Living Green Part III: The Edible Garden

Each of these little plants were on compost row, destined to become worm food… That is until I decided to repot, using some homemade compost and as luck and a persistent green thumb would have it, they have regenerated baring edible gifts.


A Tuscan pot filled with budding strawberries

HANDY TIPS:
- Strawberries prefer a very sunny position
- Dis-budding (removing flowers) for the first month is essential to ensure the growth of strong root systems and lots of leaves
- Allow fruit to ripen on the vine and remove all over-ripened or bug eaten fruit to avoid attracting insects.
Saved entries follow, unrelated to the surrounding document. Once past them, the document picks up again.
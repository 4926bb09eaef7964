//! Workload state model and deterministic generator
//!
//! The benchmarked state is one immutable snapshot: a primary sequence of
//! [`Record`]s (the sequence every update targets) and a secondary sequence
//! that no update touches, present only to give the snapshot realistic bulk.
//!
//! Sequences are persistent vectors ([`im::Vector`]) and elements are `Arc`s,
//! so snapshots can share untouched substructure by reference and tests can
//! observe both reference identity and by-value equality.
//!
//! ## Equality
//!
//! Record equality compares observable content only. The `seal` slot filled
//! by the deep-freeze pass is bookkeeping and is ignored, so a frozen and an
//! unfrozen snapshot with the same content compare equal.

use crate::config::StateShape;
use im::Vector;
use once_cell::sync::OnceCell;
use rand::rngs::StdRng;
use rand::Rng;
use std::sync::Arc;

/// Nested scalar holder inside a primary record
#[derive(Debug, Clone, PartialEq)]
pub struct Nested {
    /// Index-derived key ("key-{i}")
    pub key: String,
    /// Nested scalar targeted by update actions
    pub data: f64,
}

/// One element of a record's wide nested sequence
#[derive(Debug, Clone, PartialEq)]
pub struct NestedItem {
    /// Position within the sequence
    pub id: u64,
    /// Stringified position
    pub name: String,
}

/// Wide nested collection (~100 small items per record)
///
/// Shared by reference between snapshots: no update strategy copies it, the
/// original workload passes it along untouched on every operation.
#[derive(Debug, Clone, PartialEq, Default)]
pub struct MoreNested {
    /// The item sequence
    pub items: Vec<NestedItem>,
}

/// One element of the primary sequence
#[derive(Debug, Clone)]
pub struct Record {
    /// Identifier (index at generation time)
    pub id: u64,
    /// Scalar value targeted by update actions
    pub value: f64,
    /// Nested object with a further-nested scalar
    pub nested: Nested,
    /// Wide nested collection, reference-shared across snapshots
    pub more_nested: Arc<MoreNested>,
    /// Content digest filled by the deep-freeze pass; never observable
    pub(crate) seal: OnceCell<u64>,
}

impl Record {
    /// Create a record with a fresh (unsealed) seal slot
    pub fn new(id: u64, value: f64, nested: Nested, more_nested: Arc<MoreNested>) -> Self {
        Self {
            id,
            value,
            nested,
            more_nested,
            seal: OnceCell::new(),
        }
    }

    /// Create the minimal record shape used by action payloads
    ///
    /// Payload records carry no nested key and an empty wide collection,
    /// mirroring the minimal objects the workload dispatches.
    pub fn minimal(id: u64, value: f64, nested_data: f64) -> Self {
        Self::new(
            id,
            value,
            Nested {
                key: String::new(),
                data: nested_data,
            },
            Arc::new(MoreNested::default()),
        )
    }

    /// Digest recorded by the last deep-freeze pass, if any
    pub fn seal(&self) -> Option<u64> {
        self.seal.get().copied()
    }
}

// Observable content only; the seal slot is bookkeeping.
impl PartialEq for Record {
    fn eq(&self, other: &Self) -> bool {
        self.id == other.id
            && self.value == other.value
            && self.nested == other.nested
            && self.more_nested == other.more_nested
    }
}

/// One element of the secondary sequence
#[derive(Debug, Clone, PartialEq)]
pub struct SecondaryRecord {
    /// Identifier (index at generation time)
    pub id: u64,
    /// Index-derived name ("name-{i}")
    pub name: String,
    /// Alternates by index
    pub is_active: bool,
}

/// An immutable application-state snapshot
#[derive(Debug, Clone, PartialEq)]
pub struct AppState {
    /// Primary sequence, targeted by every update strategy
    pub records: Vector<Arc<Record>>,
    /// Secondary sequence, never touched by updates
    pub secondary: Vector<Arc<SecondaryRecord>>,
}

impl AppState {
    /// Number of primary records
    pub fn len(&self) -> usize {
        self.records.len()
    }

    /// Whether the primary sequence is empty
    pub fn is_empty(&self) -> bool {
        self.records.is_empty()
    }

    /// Ordered identifiers of the primary sequence
    pub fn ids(&self) -> Vec<u64> {
        self.records.iter().map(|r| r.id).collect()
    }
}

/// Build the initial state for one benchmark run
///
/// Deterministic in shape for a given [`StateShape`]; scalar values are
/// drawn from the passed rng, so a pinned seed reproduces them exactly.
pub fn make_initial_state(shape: &StateShape, rng: &mut StdRng) -> AppState {
    let records = (0..shape.primary_len as u64)
        .map(|i| {
            let items = (0..shape.nested_items as u64)
                .map(|j| NestedItem {
                    id: j,
                    name: j.to_string(),
                })
                .collect();
            Arc::new(Record::new(
                i,
                rng.gen::<f64>(),
                Nested {
                    key: format!("{}{}", shape.nested_key_prefix, i),
                    data: rng.gen::<f64>(),
                },
                Arc::new(MoreNested { items }),
            ))
        })
        .collect();

    let secondary = (0..shape.secondary_len as u64)
        .map(|i| {
            Arc::new(SecondaryRecord {
                id: i,
                name: format!("{}{}", shape.secondary_name_prefix, i),
                is_active: i % 2 == 0,
            })
        })
        .collect();

    AppState { records, secondary }
}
A lone blueberry… We ate it's sweet, ripe buddies

HANDY TIPS:
- When growing blueberries in pots, ensure the pot is large. Blueberries are shallow-rooted and prefer damp soil
- Blueberries prefer acidic soil. I mixed spent coffee grounds and tea leaves into my soil to achieve this naturally
- Birds love ripe blueberries, cover your shrub with nets if the birds become a problem.


Sweet, sweet basil, baby!

HANDY TIPS:
- *Listen to your wife, Byron*
- Sweet/Italian basil loves a sunny, warm position
- Prune leaves when the stems become woody to prolong the life of the plant

* I handed Byron a new packet of basil seeds last year. He dumped half the packet (approximately 50 seeds) into the one tiny hole made by his index finger. Thankfully, I have been able to separate some of the seedlings.
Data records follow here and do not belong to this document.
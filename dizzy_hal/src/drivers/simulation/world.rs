//! Simulated arena.
//!
//! The `SimWorld` manages:
//! - Servo pulses per output channel
//! - Linked impacts (a limb leaving neutral triggers a delayed spike on the opponent's sensor)
//! - Sensor readings (resting level, impact level, small deterministic ripple)
//! - Controller inputs, either manual or from the autoplay script

use crate::actuator::ServoTiming;
use dizzy_common::config::{ArenaConfig, InputLines, SimulationConfig};
use dizzy_common::consts::{ADC_MAX, MAX_ADC_CHANNELS, MAX_PWM_CHANNELS};
use dizzy_common::hal::driver::HalError;
use dizzy_common::hal::types::{Facing, LimbSide, PlayerId};
use parking_lot::Mutex;
use std::collections::HashSet;
use std::sync::Arc;
use std::time::{Duration, Instant};
use tracing::{debug, trace};

/// A world shared by the simulation buses and test code.
pub type SharedWorld = Arc<Mutex<SimWorld>>;

/// Pulse deviation from neutral that counts as a limb leaving rest [ms].
const EXTEND_TOLERANCE_MS: f64 = 0.05;

/// Autoplay drive pattern segment length.
const DRIVE_SEGMENT: Duration = Duration::from_millis(700);

/// Reading noise added on top of the level, cycled per read.
const RIPPLE: [u16; 4] = [0, 3, 1, 4];

/// Limb servo tracked for linked impacts.
#[derive(Debug, Clone, Copy)]
struct SimLimb {
    channel: u8,
    owner: PlayerId,
    neutral_pulse_ms: f64,
    extended: bool,
}

/// Scheduled sensor spike.
#[derive(Debug, Clone, Copy)]
struct Impact {
    channel: u8,
    start: Instant,
    end: Instant,
}

/// Scripted controller pair.
#[derive(Debug, Clone)]
struct Autoplay {
    attack_period: Duration,
    press: Duration,
    lines: [InputLines; 2],
    facing: [Facing; 2],
}

impl Autoplay {
    fn is_pressed(&self, line: u8, since_epoch: Duration) -> bool {
        let period_ms = self.attack_period.as_millis().max(1);
        let t_ms = since_epoch.as_millis();

        for player in PlayerId::ALL {
            let i = player.index();
            let lines = &self.lines[i];
            if line == lines.start {
                return true;
            }

            // Fighters attack half a period apart, alternating limbs.
            let phase = t_ms + (i as u128) * period_ms / 2;
            if phase % period_ms < self.press.as_millis() {
                let side = if (phase / period_ms) % 2 == 0 {
                    LimbSide::Left
                } else {
                    LimbSide::Right
                };
                if line == lines.attack(side) {
                    return true;
                }
            }

            // Advance, hold, retreat.
            let segment = (t_ms / DRIVE_SEGMENT.as_millis() + i as u128) % 3;
            let (advance, retreat) = match self.facing[i] {
                Facing::Right => (lines.right, lines.left),
                Facing::Left => (lines.left, lines.right),
            };
            match segment {
                0 if line == advance => return true,
                2 if line == retreat => return true,
                _ => {}
            }
        }
        false
    }
}

#[derive(Debug, Clone)]
enum InputMode {
    Manual(HashSet<u8>),
    Autoplay(Autoplay),
}

/// Software model of the arena hardware.
#[derive(Debug)]
pub struct SimWorld {
    params: SimulationConfig,
    epoch: Instant,
    sensors: [Vec<u8>; 2],
    next_sensor: [usize; 2],
    limbs: Vec<SimLimb>,
    pulses: [Option<f64>; MAX_PWM_CHANNELS],
    impacts: Vec<Impact>,
    faults: [bool; MAX_ADC_CHANNELS],
    reads: u64,
    impacts_scheduled: u64,
    inputs: InputMode,
}

impl SimWorld {
    /// Build the world for an arena config.
    ///
    /// # Errors
    /// `HalError::ConfigError` unless the config has exactly two fighters.
    pub fn new(config: &ArenaConfig) -> Result<Self, HalError> {
        let [p1, p2] = config.fighters.as_slice() else {
            return Err(HalError::ConfigError(format!(
                "simulation needs exactly 2 fighters, got {}",
                config.fighters.len()
            )));
        };

        let timing = ServoTiming::from_config(&config.servo);
        let limbs: Vec<SimLimb> = [(PlayerId::One, p1), (PlayerId::Two, p2)]
            .into_iter()
            .flat_map(|(owner, fighter)| {
                LimbSide::ALL.map(|side| {
                    let limb = fighter.limbs.get(side);
                    SimLimb {
                        channel: limb.channel,
                        owner,
                        neutral_pulse_ms: timing.angle_to_pulse(limb.neutral_deg),
                        extended: false,
                    }
                })
            })
            .collect();

        let inputs = if config.simulation.autoplay {
            InputMode::Autoplay(Autoplay {
                attack_period: Duration::from_millis(config.simulation.attack_period_ms),
                press: Duration::from_millis(config.simulation.press_ms),
                lines: [p1.inputs, p2.inputs],
                facing: [p1.facing, p2.facing],
            })
        } else {
            InputMode::Manual(HashSet::new())
        };

        debug!(
            "SimWorld initialized: {} limbs, autoplay={}",
            limbs.len(),
            config.simulation.autoplay
        );

        Ok(Self {
            params: config.simulation.clone(),
            epoch: Instant::now(),
            sensors: [p1.sensor_channels.clone(), p2.sensor_channels.clone()],
            next_sensor: [0; 2],
            limbs,
            pulses: [None; MAX_PWM_CHANNELS],
            impacts: Vec::new(),
            faults: [false; MAX_ADC_CHANNELS],
            reads: 0,
            impacts_scheduled: 0,
            inputs,
        })
    }

    /// Wrap for sharing between the buses.
    pub fn into_shared(self) -> SharedWorld {
        Arc::new(Mutex::new(self))
    }

    // ─── Servo side ─────────────────────────────────────────────────

    /// Record a pulse; a limb leaving neutral schedules an impact on the
    /// opponent.
    pub fn set_pulse(&mut self, channel: u8, pulse_ms: f64, now: Instant) -> Result<(), HalError> {
        let slot = self
            .pulses
            .get_mut(channel as usize)
            .ok_or_else(|| HalError::invalid_channel(channel, "no such servo output"))?;
        *slot = Some(pulse_ms);

        let Some(limb) = self.limbs.iter_mut().find(|l| l.channel == channel) else {
            return Ok(());
        };
        let extended = (pulse_ms - limb.neutral_pulse_ms).abs() > EXTEND_TOLERANCE_MS;
        let rising = extended && !limb.extended;
        limb.extended = extended;

        if rising {
            let target = limb.owner.opponent();
            let sensors = &self.sensors[target.index()];
            if !sensors.is_empty() {
                let idx = self.next_sensor[target.index()] % sensors.len();
                let sensor = sensors[idx];
                self.next_sensor[target.index()] = idx + 1;
                self.schedule_impact(sensor, now + Duration::from_millis(self.params.reach_ms));
            }
        }
        Ok(())
    }

    /// Stop pulses on an output; a limb with no pulse is at rest.
    pub fn disable(&mut self, channel: u8) -> Result<(), HalError> {
        let slot = self
            .pulses
            .get_mut(channel as usize)
            .ok_or_else(|| HalError::invalid_channel(channel, "no such servo output"))?;
        *slot = None;
        if let Some(limb) = self.limbs.iter_mut().find(|l| l.channel == channel) {
            limb.extended = false;
        }
        Ok(())
    }

    /// Last pulse on an output, `None` if disabled or never set.
    pub fn pulse(&self, channel: u8) -> Option<f64> {
        self.pulses.get(channel as usize).copied().flatten()
    }

    // ─── Sensor side ────────────────────────────────────────────────

    /// Queue an impact on `channel` starting at `at`.
    pub fn schedule_impact(&mut self, channel: u8, at: Instant) {
        trace!("Impact scheduled on channel {}", channel);
        self.impacts.push(Impact {
            channel,
            start: at,
            end: at + Duration::from_millis(self.params.impact_ms),
        });
        self.impacts_scheduled += 1;
    }

    /// Number of impacts scheduled so far.
    pub fn impacts_scheduled(&self) -> u64 {
        self.impacts_scheduled
    }

    /// Make reads of `channel` fail (or succeed again).
    pub fn inject_fault(&mut self, channel: u8, faulty: bool) {
        if let Some(f) = self.faults.get_mut(channel as usize) {
            *f = faulty;
        }
    }

    /// Sensor reading at `now`.
    pub fn read_sensor(&mut self, channel: u8, now: Instant) -> Result<u16, HalError> {
        let ch = channel as usize;
        if ch >= MAX_ADC_CHANNELS {
            return Err(HalError::invalid_channel(channel, "no such sensor input"));
        }
        if self.faults[ch] {
            return Err(HalError::CommunicationError(format!(
                "simulated read fault on channel {channel}"
            )));
        }

        self.impacts.retain(|i| i.end > now);
        let hit = self
            .impacts
            .iter()
            .any(|i| i.channel == channel && i.start <= now);
        let level = if hit {
            self.params.impact_level
        } else {
            self.params.resting_level
        };

        let ripple = RIPPLE[(self.reads % RIPPLE.len() as u64) as usize];
        self.reads += 1;
        Ok(level.saturating_add(ripple).min(ADC_MAX))
    }

    // ─── Controller side ────────────────────────────────────────────

    /// Switch to manual input control with every line released.
    pub fn manual_inputs(&mut self) {
        self.inputs = InputMode::Manual(HashSet::new());
    }

    /// Press or release a line. Switches to manual control.
    pub fn press(&mut self, line: u8, pressed: bool) {
        if let InputMode::Autoplay(_) = self.inputs {
            self.manual_inputs();
        }
        if let InputMode::Manual(lines) = &mut self.inputs {
            if pressed {
                lines.insert(line);
            } else {
                lines.remove(&line);
            }
        }
    }

    /// Line level at `now`.
    pub fn is_pressed(&self, line: u8, now: Instant) -> bool {
        match &self.inputs {
            InputMode::Manual(lines) => lines.contains(&line),
            InputMode::Autoplay(script) => {
                script.is_pressed(line, now.saturating_duration_since(self.epoch))
            }
        }
    }
}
So I robbed a few hundred worms of these delicious plants, at least I saved them the half-nibbled stalks.

Bella xx

5 comments:

  1. Thanks for the tips! I am a struggling gardener and often it's these useful titbits that make everything fall into place. Although my strawberry plants are still woefully crispy - perhaps the WA summer sun is a bit too much...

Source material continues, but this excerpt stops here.